━━━ Record excerpts

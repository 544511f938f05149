//! [`DisplayNegotiator`] over the Rockchip HDMI sysfs nodes.

use std::fs;
use std::io;
use std::path::{Path, PathBuf};

use parking_lot::Mutex;
use tracing::{debug, info, warn};

use rk_common::{Display3dMode, DisplayError, DisplayNegotiator, ResolutionInfo};

use crate::mode::{
    native_mode_string, parse_3d_capabilities, parse_current_3d_mode, subtitle_line,
    sys_mode_to_resolution,
};

/// Default sysfs class directory.
pub const DISPLAY_CLASS_ROOT: &str = "/sys/class/display";

/// HDMI node directories, in the order they are tried.
const HDMI_NODE_DIRS: [&str; 2] = ["display0.HDMI", "HDMI"];

/// Where and how to drive the display.
#[derive(Clone, Debug)]
pub struct DisplayConfig {
    /// Directory holding the `display0.HDMI` / `HDMI` node directories.
    pub root: PathBuf,
    /// Request 4:2:0 sampling for 2160p50/60.
    pub prefer_ycbcr420: bool,
    /// GUI framebuffer size, when it differs from the HDMI mode.
    pub framebuffer: Option<(u32, u32)>,
    /// Node that toggles fractional (x/1001) refresh rates, if the kernel
    /// exposes one.
    pub fractional_node: Option<PathBuf>,
}

impl Default for DisplayConfig {
    fn default() -> Self {
        Self {
            root: PathBuf::from(DISPLAY_CLASS_ROOT),
            prefer_ycbcr420: true,
            framebuffer: None,
            fractional_node: None,
        }
    }
}

/// The HDMI output of a Rockchip board.
pub struct SysfsDisplay {
    config: DisplayConfig,
    node_dir: PathBuf,
    /// Last mode string read from or written to the `mode` node.
    current_mode: Mutex<String>,
    fractional: Mutex<bool>,
}

impl SysfsDisplay {
    /// Whether an HDMI mode node exists under `root`.
    pub fn is_compatible(root: &Path) -> bool {
        find_node_dir(root).is_some()
    }

    pub fn open(config: DisplayConfig) -> Result<Self, DisplayError> {
        let node_dir = find_node_dir(&config.root).ok_or(DisplayError::NoDisplayNode)?;
        info!(node = %node_dir.display(), "Using HDMI display node");

        let current = read_trimmed(&node_dir.join("mode")).unwrap_or_default();
        Ok(Self {
            config,
            node_dir,
            current_mode: Mutex::new(current),
            fractional: Mutex::new(false),
        })
    }

    fn node(&self, name: &str) -> PathBuf {
        self.node_dir.join(name)
    }

    /// Apply the framebuffer size to a parsed HDMI mode.
    fn with_framebuffer(&self, mut res: ResolutionInfo) -> ResolutionInfo {
        if let Some((width, height)) = self.config.framebuffer {
            res.width = width;
            res.height = height;
            res.subtitle_line = subtitle_line(height);
        }
        res
    }

    /// Every listed mode, each followed by its 3D variants.
    pub fn probe_resolutions(&self) -> Result<Vec<ResolutionInfo>, DisplayError> {
        let modes = fs::read_to_string(self.node("modes"))?;
        let caps = parse_3d_capabilities(&fs::read_to_string(self.node("3dmode")).unwrap_or_default());

        let mut resolutions = Vec::new();
        for line in modes.lines() {
            let Some(res) = sys_mode_to_resolution(line) else {
                continue;
            };
            let res = self.with_framebuffer(res);

            for cap in caps.iter().filter(|c| c.applies_to(line)) {
                for mode in cap.modes() {
                    resolutions.push(ResolutionInfo {
                        mode_3d: Some(mode),
                        ..res.clone()
                    });
                }
            }
            debug!(
                mode = %res.id,
                width = res.screen_width,
                height = res.screen_height,
                refresh = res.refresh_rate,
                "Probed resolution"
            );
            resolutions.push(res);
        }
        Ok(resolutions)
    }

    /// Raw `cur3dmode` value; `-1` when 3D is off or unknown.
    pub fn current_3d_mode_raw(&self) -> i32 {
        fs::read_to_string(self.node("3dmode"))
            .map(|text| parse_current_3d_mode(&text))
            .unwrap_or(-1)
    }

    /// Write a mode string to the `mode` node.
    pub fn set_display_resolution(&self, mode: &str) -> Result<(), DisplayError> {
        if self.current_3d_mode_raw() >= 0 {
            return Err(DisplayError::ModeLocked3d);
        }
        if sys_mode_to_resolution(mode).is_none() {
            return Err(DisplayError::InvalidMode(mode.to_string()));
        }

        let mut current = self.current_mode.lock();
        if *current == mode {
            debug!(mode, "Display already in requested mode");
            return Ok(());
        }

        fs::write(self.node("mode"), format!("{mode}\n"))?;
        info!(from = %current, to = mode, "Display mode switched");
        *current = mode.to_string();
        Ok(())
    }

    /// Fractional-rate preference last applied.
    pub fn fractional_rate(&self) -> bool {
        *self.fractional.lock()
    }
}

impl DisplayNegotiator for SysfsDisplay {
    fn native_resolution(&self) -> Option<ResolutionInfo> {
        let mode = read_trimmed(&self.node("mode")).ok()?;
        let res = sys_mode_to_resolution(&mode)?;
        *self.current_mode.lock() = mode;
        Some(self.with_framebuffer(res))
    }

    fn set_native_resolution(&self, res: &ResolutionInfo) -> Result<(), DisplayError> {
        let mode = native_mode_string(res, self.config.prefer_ycbcr420);
        debug!(
            width = res.screen_width,
            refresh = res.refresh_rate,
            mode = %mode,
            "Native resolution requested"
        );
        self.set_display_resolution(&mode)
    }

    fn supported_3d_modes(&self) -> Vec<Display3dMode> {
        let current = self.current_mode.lock().clone();
        let text = fs::read_to_string(self.node("3dmode")).unwrap_or_default();
        parse_3d_capabilities(&text)
            .iter()
            .filter(|c| c.applies_to(&current))
            .flat_map(|c| c.modes())
            .collect()
    }

    fn current_3d_mode(&self) -> Option<Display3dMode> {
        Display3dMode::from_sysfs_value(self.current_3d_mode_raw())
    }

    fn set_3d_mode(&self, mode: Option<Display3dMode>) -> Result<(), DisplayError> {
        let value = mode.map(Display3dMode::sysfs_value).unwrap_or(-1);
        fs::write(self.node("3dmode"), value.to_string())?;
        info!(?mode, value, "HDMI 3D mode written");
        Ok(())
    }

    fn set_fractional_rate(&self, enable: bool) -> Result<(), DisplayError> {
        match &self.config.fractional_node {
            Some(node) => {
                fs::write(node, if enable { "1" } else { "0" })?;
                info!(enable, node = %node.display(), "Fractional refresh rate written");
            }
            None => warn!(enable, "No fractional-rate node configured; preference recorded only"),
        }
        *self.fractional.lock() = enable;
        Ok(())
    }
}

fn find_node_dir(root: &Path) -> Option<PathBuf> {
    HDMI_NODE_DIRS
        .iter()
        .map(|dir| root.join(dir))
        .find(|dir| dir.join("mode").exists())
}

fn read_trimmed(path: &Path) -> io::Result<String> {
    Ok(fs::read_to_string(path)?.trim().to_string())
}

#[cfg(test)]
mod tests {
    use super::*;

    fn fixture(dir_name: &str, mode: &str) -> tempfile::TempDir {
        let root = tempfile::tempdir().unwrap();
        let node = root.path().join(dir_name);
        fs::create_dir_all(&node).unwrap();
        fs::write(node.join("mode"), format!("{mode}\n")).unwrap();
        root
    }

    #[test]
    fn prefers_display0_node() {
        let root = fixture("display0.HDMI", "1920x1080p-60");
        fs::create_dir_all(root.path().join("HDMI")).unwrap();
        fs::write(root.path().join("HDMI/mode"), "1280x720p-60\n").unwrap();

        let display = SysfsDisplay::open(DisplayConfig {
            root: root.path().to_path_buf(),
            ..Default::default()
        })
        .unwrap();
        assert_eq!(display.native_resolution().unwrap().screen_width, 1920);
    }

    #[test]
    fn falls_back_to_hdmi_node() {
        let root = fixture("HDMI", "1280x720p-50");
        assert!(SysfsDisplay::is_compatible(root.path()));
        let display = SysfsDisplay::open(DisplayConfig {
            root: root.path().to_path_buf(),
            ..Default::default()
        })
        .unwrap();
        assert_eq!(display.native_resolution().unwrap().refresh_rate, 50.0);
    }

    #[test]
    fn missing_node_is_reported() {
        let root = tempfile::tempdir().unwrap();
        assert!(!SysfsDisplay::is_compatible(root.path()));
        assert!(matches!(
            SysfsDisplay::open(DisplayConfig {
                root: root.path().to_path_buf(),
                ..Default::default()
            }),
            Err(DisplayError::NoDisplayNode)
        ));
    }
}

━━━━━━

▶ _Instructions for the task_
Scan the records above for the string "DisplayError", and copy every line where it turns up.

▶ _Task answer_
use rk_common::{Display3dMode, DisplayError, DisplayNegotiator, ResolutionInfo};
    pub fn open(config: DisplayConfig) -> Result<Self, DisplayError> {
        let node_dir = find_node_dir(&config.root).ok_or(DisplayError::NoDisplayNode)?;
    pub fn probe_resolutions(&self) -> Result<Vec<ResolutionInfo>, DisplayError> {
    pub fn set_display_resolution(&self, mode: &str) -> Result<(), DisplayError> {
            return Err(DisplayError::ModeLocked3d);
            return Err(DisplayError::InvalidMode(mode.to_string()));
    fn set_native_resolution(&self, res: &ResolutionInfo) -> Result<(), DisplayError> {
    fn set_3d_mode(&self, mode: Option<Display3dMode>) -> Result<(), DisplayError> {
    fn set_fractional_rate(&self, enable: bool) -> Result<(), DisplayError> {
            Err(DisplayError::NoDisplayNode)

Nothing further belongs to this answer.